**TASK TO COMPLETE**
Search the entries for the word "ListResponse" and return every line where it is found.
** PROVIDED ENTRIES follows **
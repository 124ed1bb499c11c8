// Security vocabulary shared by validators and the guardian agent

use serde::{Deserialize, Serialize};
use std::fmt;
use std::str::FromStr;

#[cfg(feature = "openapi")]
use utoipa::ToSchema;

/// Severity of what was detected, ordered from harmless to critical
#[derive(Debug, Clone, Copy, PartialEq, Eq, PartialOrd, Ord, Hash, Serialize, Deserialize, Default)]
#[cfg_attr(feature = "openapi", derive(ToSchema))]
#[serde(rename_all = "snake_case")]
pub enum ThreatLevel {
    #[default]
    None,
    Low,
    Medium,
    High,
    Critical,
}

impl ThreatLevel {
    pub fn as_str(&self) -> &'static str {
        match self {
            ThreatLevel::None => "none",
            ThreatLevel::Low => "low",
            ThreatLevel::Medium => "medium",
            ThreatLevel::High => "high",
            ThreatLevel::Critical => "critical",
        }
    }
}

impl fmt::Display for ThreatLevel {
    fn fmt(&self, f: &mut fmt::Formatter<'_>) -> fmt::Result {
        f.write_str(self.as_str())
    }
}

impl FromStr for ThreatLevel {
    type Err = String;

    fn from_str(s: &str) -> Result<Self, Self::Err> {
        match s.trim().to_lowercase().as_str() {
            "none" => Ok(ThreatLevel::None),
            "low" => Ok(ThreatLevel::Low),
            "medium" => Ok(ThreatLevel::Medium),
            "high" => Ok(ThreatLevel::High),
            "critical" => Ok(ThreatLevel::Critical),
            other => Err(format!("unknown threat level: {other}")),
        }
    }
}

/// Compliance verdict derived from an assessment
#[derive(Debug, Clone, Copy, PartialEq, Eq, PartialOrd, Ord, Hash, Serialize, Deserialize, Default)]
#[cfg_attr(feature = "openapi", derive(ToSchema))]
#[serde(rename_all = "snake_case")]
pub enum ComplianceStatus {
    #[default]
    Compliant,
    Warning,
    Violation,
}

impl fmt::Display for ComplianceStatus {
    fn fmt(&self, f: &mut fmt::Formatter<'_>) -> fmt::Result {
        match self {
            ComplianceStatus::Compliant => write!(f, "compliant"),
            ComplianceStatus::Warning => write!(f, "warning"),
            ComplianceStatus::Violation => write!(f, "violation"),
        }
    }
}

/// What kind of rule matched
#[derive(Debug, Clone, Copy, PartialEq, Eq, Hash, Serialize, Deserialize)]
#[cfg_attr(feature = "openapi", derive(ToSchema))]
#[serde(rename_all = "snake_case")]
pub enum FindingCategory {
    /// Personal data (GDPR scope)
    Pii,
    /// Hostile input
    Threat,
}

/// A rule that matched. Never carries the matched text.
#[derive(Debug, Clone, PartialEq, Eq, Serialize, Deserialize)]
#[cfg_attr(feature = "openapi", derive(ToSchema))]
pub struct Finding {
    pub rule_id: String,
    pub category: FindingCategory,
    pub level: ThreatLevel,
    pub match_count: usize,
}

#[cfg(test)]
mod tests {
    use super::*;

    #[test]
    fn test_threat_level_ordering() {
        assert!(ThreatLevel::None < ThreatLevel::Low);
        assert!(ThreatLevel::Medium < ThreatLevel::High);
        assert!(ThreatLevel::High < ThreatLevel::Critical);
        assert_eq!(
            [ThreatLevel::Low, ThreatLevel::Critical, ThreatLevel::Medium]
                .into_iter()
                .max(),
            Some(ThreatLevel::Critical)
        );
    }

    #[test]
    fn test_threat_level_parse() {
        assert_eq!("HIGH".parse::<ThreatLevel>().unwrap(), ThreatLevel::High);
        assert_eq!(" low ".parse::<ThreatLevel>().unwrap(), ThreatLevel::Low);
        assert!("severe".parse::<ThreatLevel>().is_err());
    }

    #[test]
    fn test_serde_names() {
        assert_eq!(serde_json::to_value(ThreatLevel::Critical).unwrap(), "critical");
        assert_eq!(
            serde_json::to_value(ComplianceStatus::Violation).unwrap(),
            "violation"
        );
        assert_eq!(serde_json::to_value(FindingCategory::Pii).unwrap(), "pii");
    }
}
// Event stream HTTP routes
// The store is the source of truth; these routes publish to it and poll it.

use axum::{
    extract::{Path, Query, State},
    http::StatusCode,
    routing::get,
    Json, Router,
};
use phoenix_core::store::DEFAULT_PAGE_SIZE;
use phoenix_core::{Event, Payload};
use serde::{Deserialize, Serialize};
use utoipa::{IntoParams, ToSchema};
use uuid::Uuid;

use super::common::{ApiError, ErrorResponse, ListResponse};
use super::validation::{
    validate_event_type, validate_payload, validate_stream_id, ValidationError, MAX_POLL_LIMIT,
};
use crate::auth::AuthUser;
use crate::state::AppState;

/// Request to publish an event
#[derive(Debug, Clone, Serialize, Deserialize, ToSchema)]
pub struct PublishEventRequest {
    /// Event type tag
    #[schema(example = "LetterGenerated")]
    pub event_type: String,
    /// Event payload (JSON object)
    #[serde(default)]
    #[schema(value_type = Object)]
    pub payload: Payload,
}

/// Identity and position of a published event
#[derive(Debug, Clone, Serialize, Deserialize, ToSchema)]
pub struct PublishEventResponse {
    pub event_id: Uuid,
    pub stream_id: String,
    pub version: i64,
}

/// Query parameters for event polling
#[derive(Debug, Deserialize, ToSchema, IntoParams)]
pub struct PollQuery {
    /// Return events with version greater than this (default 0)
    #[serde(default)]
    pub since_version: i64,
    /// Maximum number of events (default 100, max 1000)
    pub limit: Option<usize>,
    /// Only return events of this type
    pub event_type: Option<String>,
}

pub fn routes() -> Router<AppState> {
    Router::new()
        .route("/v1/streams", get(list_streams))
        .route(
            "/v1/streams/:stream_id/events",
            get(poll_events).post(publish_event),
        )
}

/// POST /v1/streams/{stream_id}/events - Publish an event
#[utoipa::path(
    post,
    path = "/v1/streams/{stream_id}/events",
    params(("stream_id" = String, Path, description = "Stream (aggregate) id")),
    request_body = PublishEventRequest,
    responses(
        (status = 201, description = "Event published", body = PublishEventResponse),
        (status = 400, description = "Invalid event", body = ErrorResponse),
        (status = 503, description = "Event store unavailable", body = ErrorResponse)
    ),
    tag = "events"
)]
pub async fn publish_event(
    _user: AuthUser,
    State(state): State<AppState>,
    Path(stream_id): Path<String>,
    Json(req): Json<PublishEventRequest>,
) -> Result<(StatusCode, Json<PublishEventResponse>), ApiError> {
    validate_stream_id(&stream_id)?;
    validate_event_type(&req.event_type)?;
    validate_payload(&req.payload)?;

    let event = state
        .events
        .publish(&stream_id, &req.event_type, req.payload)
        .await?;

    tracing::debug!(
        stream_id = %event.stream_id,
        version = event.version,
        event_type = %event.event_type,
        "Event published via API"
    );

    Ok((
        StatusCode::CREATED,
        Json(PublishEventResponse {
            event_id: event.event_id,
            stream_id: event.stream_id,
            version: event.version,
        }),
    ))
}

/// GET /v1/streams/{stream_id}/events - Poll events in version order
#[utoipa::path(
    get,
    path = "/v1/streams/{stream_id}/events",
    params(
        ("stream_id" = String, Path, description = "Stream (aggregate) id"),
        PollQuery
    ),
    responses(
        (status = 200, description = "Events after since_version", body = ListResponse<Event>),
        (status = 400, description = "Invalid query", body = ErrorResponse),
        (status = 503, description = "Event store unavailable", body = ErrorResponse)
    ),
    tag = "events"
)]
pub async fn poll_events(
    _user: AuthUser,
    State(state): State<AppState>,
    Path(stream_id): Path<String>,
    Query(query): Query<PollQuery>,
) -> Result<Json<ListResponse<Event>>, ApiError> {
    validate_stream_id(&stream_id)?;
    if query.since_version < 0 {
        return Err(ValidationError::Invalid("since_version must not be negative").into());
    }
    let limit = query.limit.unwrap_or(DEFAULT_PAGE_SIZE);
    if limit == 0 || limit > MAX_POLL_LIMIT {
        return Err(ValidationError::Invalid("limit must be between 1 and 1000").into());
    }

    let events = state
        .events
        .list(
            &stream_id,
            query.since_version,
            limit,
            query.event_type.as_deref(),
        )
        .await?;

    Ok(Json(events.into()))
}

/// GET /v1/streams - List known stream ids
#[utoipa::path(
    get,
    path = "/v1/streams",
    responses(
        (status = 200, description = "Stream ids", body = ListResponse<String>),
        (status = 503, description = "Event store unavailable", body = ErrorResponse)
    ),
    tag = "events"
)]
pub async fn list_streams(
    _user: AuthUser,
    State(state): State<AppState>,
) -> Result<Json<ListResponse<String>>, ApiError> {
    let streams = state.events.streams().await?;
    Ok(Json(streams.into()))
}
// Phoenix gateway server
// Decision: Consumers run in-process and stop on the same Ctrl-C that drains HTTP

use std::sync::Arc;

use anyhow::{Context, Result};
use phoenix_anthropic::AnthropicGenerator;
use phoenix_core::telemetry::{init_telemetry, TelemetryConfig};
use phoenix_core::{ContentGenerator, EchoGenerator, EventStore, InMemoryEventStore};
use phoenix_gateway::config::{GatewayConfig, ProviderKind};
use phoenix_gateway::consumers::{join_consumers, spawn_consumers};
use phoenix_gateway::state::AppState;
use phoenix_gateway::build_app;
use phoenix_openai::OpenAiGenerator;
use phoenix_storage::PostgresEventStore;
use tokio::sync::watch;

#[tokio::main]
async fn main() -> Result<()> {
    dotenvy::dotenv().ok();

    let mut telemetry_config = TelemetryConfig::from_env();
    if telemetry_config.service_name == "phoenix" {
        telemetry_config = telemetry_config.with_service_name("phoenix-gateway");
    }
    if telemetry_config.log_filter.is_none() {
        telemetry_config.log_filter = Some("info,tower_http=debug".to_string());
    }
    init_telemetry(telemetry_config);

    let config = GatewayConfig::from_env().context("Invalid configuration")?;
    tracing::info!(
        storage = config.storage_backend(),
        auth_mode = config.auth.mode.as_str(),
        provider = ?config.provider,
        "phoenix-gateway starting..."
    );

    let store = connect_store(&config).await?;
    let generator = build_generator(config.provider)?;
    let state = AppState::new(store, generator, &config)?;

    let (shutdown_tx, shutdown_rx) = watch::channel(false);
    let consumers = spawn_consumers(&state, &config, shutdown_rx);

    let app = build_app(state, &config);

    if !config.api_prefix.is_empty() {
        tracing::info!(prefix = %config.api_prefix, "API prefix configured");
    }
    if config.cors_origins.is_empty() {
        tracing::info!("CORS not configured (same-origin requests only)");
    } else {
        tracing::info!(origins = ?config.cors_origins, "CORS origins configured");
    }

    let listener = tokio::net::TcpListener::bind(&config.bind_addr)
        .await
        .context("Failed to bind to address")?;
    tracing::info!("HTTP server listening on {}", config.bind_addr);

    axum::serve(listener, app)
        .with_graceful_shutdown(shutdown_signal())
        .await
        .context("Server error")?;

    tracing::info!("HTTP server stopped, stopping consumers");
    shutdown_tx.send(true).ok();
    join_consumers(consumers).await;

    Ok(())
}

async fn connect_store(config: &GatewayConfig) -> Result<Arc<dyn EventStore>> {
    match &config.database_url {
        Some(url) => {
            let store = PostgresEventStore::connect(url, config.database_max_connections)
                .await
                .context("Failed to connect to database")?;
            store.migrate().await.context("Failed to run migrations")?;
            tracing::info!("Connected to database");
            Ok(Arc::new(store))
        }
        None => {
            tracing::warn!("DATABASE_URL not set, using in-memory event store (dev mode)");
            Ok(Arc::new(InMemoryEventStore::new()))
        }
    }
}

fn build_generator(kind: ProviderKind) -> Result<Arc<dyn ContentGenerator>> {
    let generator: Arc<dyn ContentGenerator> = match kind {
        ProviderKind::OpenAi => Arc::new(OpenAiGenerator::from_env()?),
        ProviderKind::Anthropic => Arc::new(AnthropicGenerator::from_env()?),
        ProviderKind::Echo => {
            tracing::warn!("No AI provider configured, using echo generator");
            Arc::new(EchoGenerator)
        }
    };
    Ok(generator)
}

async fn shutdown_signal() {
    if let Err(e) = tokio::signal::ctrl_c().await {
        tracing::error!("Failed to listen for shutdown signal: {}", e);
        std::future::pending::<()>().await;
    }
    tracing::info!("Shutdown signal received");
}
** End of PROVIDED ENTRIES **
**ANSWER SPACE**
use super::common::{ApiError, ErrorResponse, ListResponse};
        (status = 200, description = "Events after since_version", body = ListResponse<Event>),
) -> Result<Json<ListResponse<Event>>, ApiError> {
        (status = 200, description = "Stream ids", body = ListResponse<String>),
) -> Result<Json<ListResponse<String>>, ApiError> {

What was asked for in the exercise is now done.